On Wed, Apr 08, 1998 at 08:30:07AM -0700, Dave Crocker wrote:
At 11:44 PM 4/7/98 -0700, Michael Dillon wrote:
services (not the web server) to another TLD. Perhaps it should be whois.ripe.int? Since the IPv6 equivalent of in-addr.arpa lives in .INT this makes sense to me.
I think that placing such critical domain references under .INT is a reasonable idea.
However, RIPE isn't a treaty organization and the rules for new .INT names is pretty specific. And IANA is rather careful about following the rules.

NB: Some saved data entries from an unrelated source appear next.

//! Drawable link rows for a Slint UI.
//!
//! [`LinkRows`] mirrors the store's link sequence into rows the UI can bind
//! to, using the same ids the [`LinkInteraction`] hands to the canvas widget.
//!
//! # Example
//!
//! ```ignore
//! use stack_node_graph::{LinkRows, LinkInteraction};
//!
//! let mut rows = LinkRows::new();
//! let model = Rc::new(VecModel::<LinkData>::default());
//! rows.bind_model(model.clone(), |row| LinkData {
//!     id: row.id.get() as i32,
//!     start_pin_id: row.output.get() as i32,
//!     end_pin_id: row.input.get() as i32,
//!     color: row.color,
//! });
//! window.set_links(ModelRc::from(model));
//!
//! // After every frame that changed the graph
//! rows.sync(&graph, &interaction);
//! ```

use crate::graph::GraphStore;
use crate::ids::{LinkId, PinId};
use crate::protocol::LinkInteraction;
use slint::{Color, Model, ModelRc, VecModel};
use std::rc::Rc;

/// One link as the UI draws it.
#[derive(Copy, Clone, Debug, PartialEq)]
pub struct LinkRow {
    /// Id known to the canvas widget
    pub id: LinkId,
    pub input: PinId,
    pub output: PinId,
    pub color: Color,
}

/// Internal trait for auto-syncing to Slint models.
trait ModelSyncer {
    fn sync(&self, rows: &[LinkRow]);
}

struct ConcreteModelSyncer<P, F> {
    model: Rc<VecModel<P>>,
    constructor: F,
}

impl<P, F> ModelSyncer for ConcreteModelSyncer<P, F>
where
    P: Clone + 'static,
    F: Fn(&LinkRow) -> P,
{
    fn sync(&self, rows: &[LinkRow]) {
        write_rows(&self.model, rows, &self.constructor);
    }
}

/// Update existing rows in place, append new ones, drop the excess tail.
fn write_rows<P, F>(model: &VecModel<P>, rows: &[LinkRow], constructor: F)
where
    P: Clone + 'static,
    F: Fn(&LinkRow) -> P,
{
    for (i, row) in rows.iter().enumerate() {
        let item = constructor(row);
        if i < model.row_count() {
            model.set_row_data(i, item);
        } else {
            model.push(item);
        }
    }
    while model.row_count() > rows.len() {
        model.remove(model.row_count() - 1);
    }
}

/// Link rows in display order, optionally pushed into a bound Slint model.
pub struct LinkRows {
    rows: Vec<LinkRow>,
    color: Color,
    syncer: Option<Box<dyn ModelSyncer>>,
}

impl Default for LinkRows {
    fn default() -> Self {
        Self::new()
    }
}

impl LinkRows {
    pub fn new() -> Self {
        Self {
            rows: Vec::new(),
            color: Color::from_rgb_u8(255, 255, 255),
            syncer: None,
        }
    }

    /// Set the color for links (default: white). Applies from the next sync.
    pub fn set_color(&mut self, color: Color) {
        self.color = color;
    }

    /// Bind to a Slint model; every [`sync`](Self::sync) rewrites it.
    pub fn bind_model<P, F>(&mut self, model: Rc<VecModel<P>>, constructor: F)
    where
        P: Clone + 'static,
        F: Fn(&LinkRow) -> P + 'static,
    {
        write_rows(&model, &self.rows, &constructor);
        self.syncer = Some(Box::new(ConcreteModelSyncer { model, constructor }));
    }

    /// Rebuild the rows from the store's current links.
    pub fn sync(&mut self, graph: &GraphStore, interaction: &LinkInteraction) {
        self.rows.clear();
        for (index, link) in graph.links().iter().enumerate() {
            self.rows.push(LinkRow {
                id: interaction.display_id(index, link),
                input: link.input_pin,
                output: link.output_pin,
                color: self.color,
            });
        }

        if let Some(syncer) = &self.syncer {
            syncer.sync(&self.rows);
        }
    }

    pub fn rows(&self) -> &[LinkRow] {
        &self.rows
    }

    pub fn len(&self) -> usize {
        self.rows.len()
    }

    pub fn is_empty(&self) -> bool {
        self.rows.is_empty()
    }

    /// Build a fresh, unbound model from the current rows.
    pub fn create_model<P, F>(&self, constructor: F) -> ModelRc<P>
    where
        P: Clone + 'static,
        F: Fn(&LinkRow) -> P,
    {
        let items: Vec<P> = self.rows.iter().map(constructor).collect();
        ModelRc::from(Rc::new(VecModel::from(items)))
    }
}
//! Per-frame link creation and deletion.
//!
//! [`LinkInteraction`] reconciles the canvas widget's drag state with the
//! [`GraphStore`] once per frame, after input has reached the widget and
//! before the frame is drawn. Nothing here is fatal: a candidate that is never
//! released leaves no trace, and a deletion for a link that does not exist is
//! logged and skipped.

use crate::canvas::{FrameEvents, LinkCanvas};
use crate::graph::{AcceptAll, GraphError, GraphStore, Link, LinkValidator, ValidationError, ValidationResult};
use crate::ids::{LinkId, PinId};

/// How links are identified towards the canvas widget.
#[derive(Copy, Clone, Debug, Default, PartialEq, Eq)]
pub enum LinkAddressing {
    /// Links are drawn and deleted by their allocator-issued [`LinkId`].
    /// A link keeps its id when links before it are removed.
    #[default]
    Stable,
    /// Links are drawn with their position in [`GraphStore::links`] as id and
    /// a deletion removes whatever link sits at that position. Ids handed to
    /// the widget go stale after any removal before them.
    DisplayIndex,
}

#[derive(Copy, Clone, Debug, Default, PartialEq, Eq)]
pub struct InteractionConfig {
    pub addressing: LinkAddressing,
}

impl InteractionConfig {
    pub fn with_addressing(mut self, addressing: LinkAddressing) -> Self {
        self.addressing = addressing;
        self
    }
}

/// A candidate the validator refused.
#[derive(Clone, Debug, PartialEq, Eq)]
pub struct RejectedLink {
    pub input: PinId,
    pub output: PinId,
    pub reason: ValidationError,
}

/// What one frame did to the graph.
#[derive(Clone, Debug, Default, PartialEq, Eq)]
pub struct FrameReport {
    /// Ids of links committed this frame
    pub created: Vec<LinkId>,
    /// Links removed this frame
    pub deleted: Vec<Link>,
    pub rejected: Vec<RejectedLink>,
    /// Confirmed deletions that matched no link
    pub missed: Vec<LinkId>,
}

impl FrameReport {
    /// True if links were added or removed.
    pub fn changed_graph(&self) -> bool {
        !self.created.is_empty() || !self.deleted.is_empty()
    }
}

/// The link creation/deletion protocol.
///
/// ```
/// use stack_node_graph::{FrameEvents, GraphStore, LinkInteraction, PinKind};
///
/// let mut graph = GraphStore::default();
/// let disk = graph.add_node("Physical Disk 1", [PinKind::Input]);
/// let base = graph.add_node("Linux Base System", [PinKind::Output]);
/// let from = graph.node(disk).unwrap().pins[0];
/// let to = graph.node(base).unwrap().pins[0];
///
/// let interaction = LinkInteraction::default();
/// let mut frame = FrameEvents::new().drag(from, to).release();
/// let report = interaction.process_frame(&mut graph, &mut frame);
///
/// assert_eq!(report.created.len(), 1);
/// assert_eq!(graph.links()[0].input_pin, from);
/// ```
pub struct LinkInteraction {
    config: InteractionConfig,
    validator: Box<dyn LinkValidator>,
}

impl Default for LinkInteraction {
    fn default() -> Self {
        Self::new(InteractionConfig::default())
    }
}

impl LinkInteraction {
    /// Create a protocol that accepts every candidate.
    pub fn new(config: InteractionConfig) -> Self {
        Self {
            config,
            validator: Box::new(AcceptAll),
        }
    }

    /// Replace the acceptance policy.
    pub fn with_validator<V: LinkValidator + 'static>(mut self, validator: V) -> Self {
        self.validator = Box::new(validator);
        self
    }

    pub fn config(&self) -> InteractionConfig {
        self.config
    }

    /// Id under which the link at `index` is known to the widget.
    pub fn display_id(&self, index: usize, link: &Link) -> LinkId {
        match self.config.addressing {
            LinkAddressing::Stable => link.id,
            LinkAddressing::DisplayIndex => LinkId::from_display_index(index),
        }
    }

    /// Register every link with the widget, in display order.
    pub fn draw_links<C: LinkCanvas + ?Sized>(&self, graph: &GraphStore, canvas: &mut C) {
        for (index, link) in graph.links().iter().enumerate() {
            canvas.draw_link(self.display_id(index, link), link.input_pin, link.output_pin);
        }
    }

    /// Run the creation and then the deletion sub-protocol for one frame.
    pub fn process_frame<C: LinkCanvas + ?Sized>(&self, graph: &mut GraphStore, canvas: &mut C) -> FrameReport {
        let mut report = FrameReport::default();
        self.process_creation(graph, canvas, &mut report);
        self.process_deletion(graph, canvas, &mut report);
        report
    }

    fn process_creation<C: LinkCanvas + ?Sized>(&self, graph: &mut GraphStore, canvas: &mut C, report: &mut FrameReport) {
        if canvas.begin_create() {
            if let (Some(input), Some(output)) = canvas.query_new_link() {
                match self.validator.validate(input, output, graph) {
                    ValidationResult::Valid => {
                        if canvas.accept_new_item() {
                            let id = graph.add_link(input, output);
                            let index = graph.link_count() - 1;
                            // Draw right away so the link shows up this frame
                            canvas.draw_link(self.display_id(index, &graph.links()[index]), input, output);
                            log::debug!("created {} from {} to {}", id, input, output);
                            report.created.push(id);
                        }
                    }
                    ValidationResult::Invalid(reason) => {
                        log::trace!("refusing link from {} to {}: {}", input, output, reason);
                        canvas.reject_new_item();
                        report.rejected.push(RejectedLink {
                            input,
                            output,
                            reason,
                        });
                    }
                }
            }
        }
        canvas.end_create();
    }

    fn process_deletion<C: LinkCanvas + ?Sized>(&self, graph: &mut GraphStore, canvas: &mut C, report: &mut FrameReport) {
        if canvas.begin_delete() {
            while let Some(id) = canvas.query_deleted_link() {
                if !canvas.accept_deleted_item() {
                    log::trace!("widget kept {}", id);
                    continue;
                }
                match self.remove(graph, id) {
                    Ok(link) => {
                        log::debug!("deleted {}", link.id);
                        report.deleted.push(link);
                    }
                    Err(err) => {
                        log::debug!("ignoring deletion of {}: {}", id, err);
                        report.missed.push(id);
                    }
                }
            }
        }
        canvas.end_delete();
    }

    fn remove(&self, graph: &mut GraphStore, id: LinkId) -> Result<Link, GraphError> {
        match self.config.addressing {
            LinkAddressing::Stable => graph.remove_link(id),
            LinkAddressing::DisplayIndex => {
                let index = usize::try_from(id.get()).map_err(|_| GraphError::LinkNotFound(id))?;
                graph.remove_link_by_display_index(index)
            }
        }
    }
}

/// One frame as a value transformation: draw the current links, then apply
/// the recorded gestures.
pub fn apply_frame(
    mut graph: GraphStore,
    interaction: &LinkInteraction,
    mut events: FrameEvents,
) -> (GraphStore, FrameReport) {
    interaction.draw_links(&graph, &mut events);
    let report = interaction.process_frame(&mut graph, &mut events);
    (graph, report)
}
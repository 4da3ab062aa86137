//! Fleet-wide schema migrations.
//!
//! The runner walks every active tenant in pages, resolves where that
//! tenant's tables live (shared database, dedicated schema, or dedicated
//! database), and hands each target to a [`MigrationTool`] supplied by the
//! embedder. A semaphore caps how many tenants migrate at once. One tenant's
//! failure never aborts the sweep; it is recorded in that tenant's outcome
//! and the run continues.

use crate::config::TenancyConfig;
use crate::error::{Result, TenancyError};
use crate::isolation::IsolationStrategy;
use crate::store::{ListFilter, TenantStore};
use crate::tenant::{Tenant, TenantId, TenantStatus};
use async_trait::async_trait;
use chrono::{DateTime, Utc};
use futures::future::join_all;
use serde::{Deserialize, Serialize};
use std::sync::Arc;
use tokio::sync::Semaphore;
use tracing::{error, info, warn};

/// Where one tenant's tables live.
#[derive(Debug, Clone, PartialEq, Eq)]
pub struct MigrationTarget {
    pub tenant_id: TenantId,
    /// Connection URL of the database holding the tenant's tables.
    pub url: String,
    /// Schema to migrate within the database, when the strategy uses one.
    pub namespace: Option<String>,
}

/// Embedder-supplied migration executor (alembic-style version table,
/// refinery, sqlx migrate, anything that can move a target to a revision).
#[async_trait]
pub trait MigrationTool: Send + Sync {
    async fn upgrade(&self, target: &MigrationTarget, revision: &str) -> Result<()>;

    async fn downgrade(&self, target: &MigrationTarget, revision: &str) -> Result<()>;
}

/// Per-tenant result of one sweep.
#[derive(Debug, Clone, Serialize, Deserialize)]
pub struct MigrationOutcome {
    pub tenant_id: TenantId,
    pub identifier: String,
    pub success: bool,
    pub error: Option<String>,
    pub finished_at: DateTime<Utc>,
}

/// Aggregate result of one sweep.
#[derive(Debug, Clone, Serialize, Deserialize)]
pub struct MigrationReport {
    pub revision: String,
    pub total: usize,
    pub succeeded: usize,
    pub failed: usize,
    pub outcomes: Vec<MigrationOutcome>,
}

#[derive(Clone, Copy)]
enum Direction {
    Upgrade,
    Downgrade,
}

pub struct MigrationRunner {
    config: Arc<TenancyConfig>,
    store: Arc<dyn TenantStore>,
    tool: Arc<dyn MigrationTool>,
}

impl MigrationRunner {
    pub fn new(
        config: Arc<TenancyConfig>,
        store: Arc<dyn TenantStore>,
        tool: Arc<dyn MigrationTool>,
    ) -> Self {
        Self {
            config,
            store,
            tool,
        }
    }

    /// Resolve the migration target for one tenant from its effective
    /// isolation strategy.
    pub fn target_for(&self, tenant: &Tenant) -> Result<MigrationTarget> {
        let target = match self.config.strategy_for(tenant) {
            IsolationStrategy::Schema => MigrationTarget {
                tenant_id: tenant.id.clone(),
                url: self.config.database_url.clone(),
                namespace: Some(self.config.schema_name_for(&tenant.identifier)?),
            },
            IsolationStrategy::Database => MigrationTarget {
                tenant_id: tenant.id.clone(),
                url: self.config.database_url_for(tenant)?,
                namespace: None,
            },
            IsolationStrategy::Rls => MigrationTarget {
                tenant_id: tenant.id.clone(),
                url: self.config.database_url.clone(),
                namespace: None,
            },
            // strategy_for resolves hybrid tier routing; this is only
            // reachable through a bogus per-tenant override.
            IsolationStrategy::Hybrid => {
                return Err(TenancyError::isolation(
                    "migrate",
                    Some(tenant.id.as_str()),
                    "hybrid is not a concrete migration target".to_string(),
                ));
            }
        };
        Ok(target)
    }

    /// Migrate a single tenant to `revision`.
    pub async fn upgrade_one(&self, tenant: &Tenant, revision: &str) -> MigrationOutcome {
        self.run_one(tenant, revision, Direction::Upgrade).await
    }

    /// Migrate every active tenant to `revision`.
    pub async fn upgrade_all(&self, revision: &str) -> Result<MigrationReport> {
        self.run_all(revision, Direction::Upgrade).await
    }

    /// Roll every active tenant back to `revision`.
    pub async fn downgrade_all(&self, revision: &str) -> Result<MigrationReport> {
        self.run_all(revision, Direction::Downgrade).await
    }

    async fn run_one(
        &self,
        tenant: &Tenant,
        revision: &str,
        direction: Direction,
    ) -> MigrationOutcome {
        let result = match self.target_for(tenant) {
            Ok(target) => match direction {
                Direction::Upgrade => self.tool.upgrade(&target, revision).await,
                Direction::Downgrade => self.tool.downgrade(&target, revision).await,
            },
            Err(e) => Err(e),
        };
        match result {
            Ok(()) => {
                info!(tenant_id = %tenant.id, revision, "tenant migrated");
                MigrationOutcome {
                    tenant_id: tenant.id.clone(),
                    identifier: tenant.identifier.clone(),
                    success: true,
                    error: None,
                    finished_at: Utc::now(),
                }
            }
            Err(e) => {
                let wrapped = TenancyError::Migration {
                    tenant_id: tenant.id.to_string(),
                    operation: match direction {
                        Direction::Upgrade => "upgrade".to_string(),
                        Direction::Downgrade => "downgrade".to_string(),
                    },
                    reason: e.to_string(),
                };
                error!(tenant_id = %tenant.id, revision, error = %wrapped, "tenant migration failed");
                MigrationOutcome {
                    tenant_id: tenant.id.clone(),
                    identifier: tenant.identifier.clone(),
                    success: false,
                    error: Some(wrapped.to_string()),
                    finished_at: Utc::now(),
                }
            }
        }
    }

    async fn run_all(&self, revision: &str, direction: Direction) -> Result<MigrationReport> {
        let page_size = self.config.migration.page_size.max(1);
        let semaphore = Arc::new(Semaphore::new(self.config.migration.concurrency.max(1)));

        let mut outcomes = Vec::new();
        let mut offset = 0;
        loop {
            let page = self
                .store
                .list(ListFilter::with_status(TenantStatus::Active).page(offset, page_size))
                .await?;
            if page.is_empty() {
                break;
            }
            offset += page.len();

            let batch = page.iter().map(|tenant| {
                let semaphore = Arc::clone(&semaphore);
                async move {
                    // Semaphore is never closed while we hold it.
                    let _permit = semaphore.acquire().await;
                    self.run_one(tenant, revision, direction).await
                }
            });
            outcomes.extend(join_all(batch).await);
        }

        let succeeded = outcomes.iter().filter(|o| o.success).count();
        let failed = outcomes.len() - succeeded;
        if failed > 0 {
            warn!(revision, failed, total = outcomes.len(), "migration sweep finished with failures");
        } else {
            info!(revision, total = outcomes.len(), "migration sweep finished");
        }
        Ok(MigrationReport {
            revision: revision.to_string(),
            total: outcomes.len(),
            succeeded,
            failed,
            outcomes,
        })
    }
}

Jon Postel's directive is that any proposal needs to have very precise rules, so the first step in getting groups like RIPE authorized under .INT is to write a set of rules that will mechanically determine who is authorized.
Perhaps a place to start is by qualifying any organization that has administrative or operations responsibilities directly assigned by IANA.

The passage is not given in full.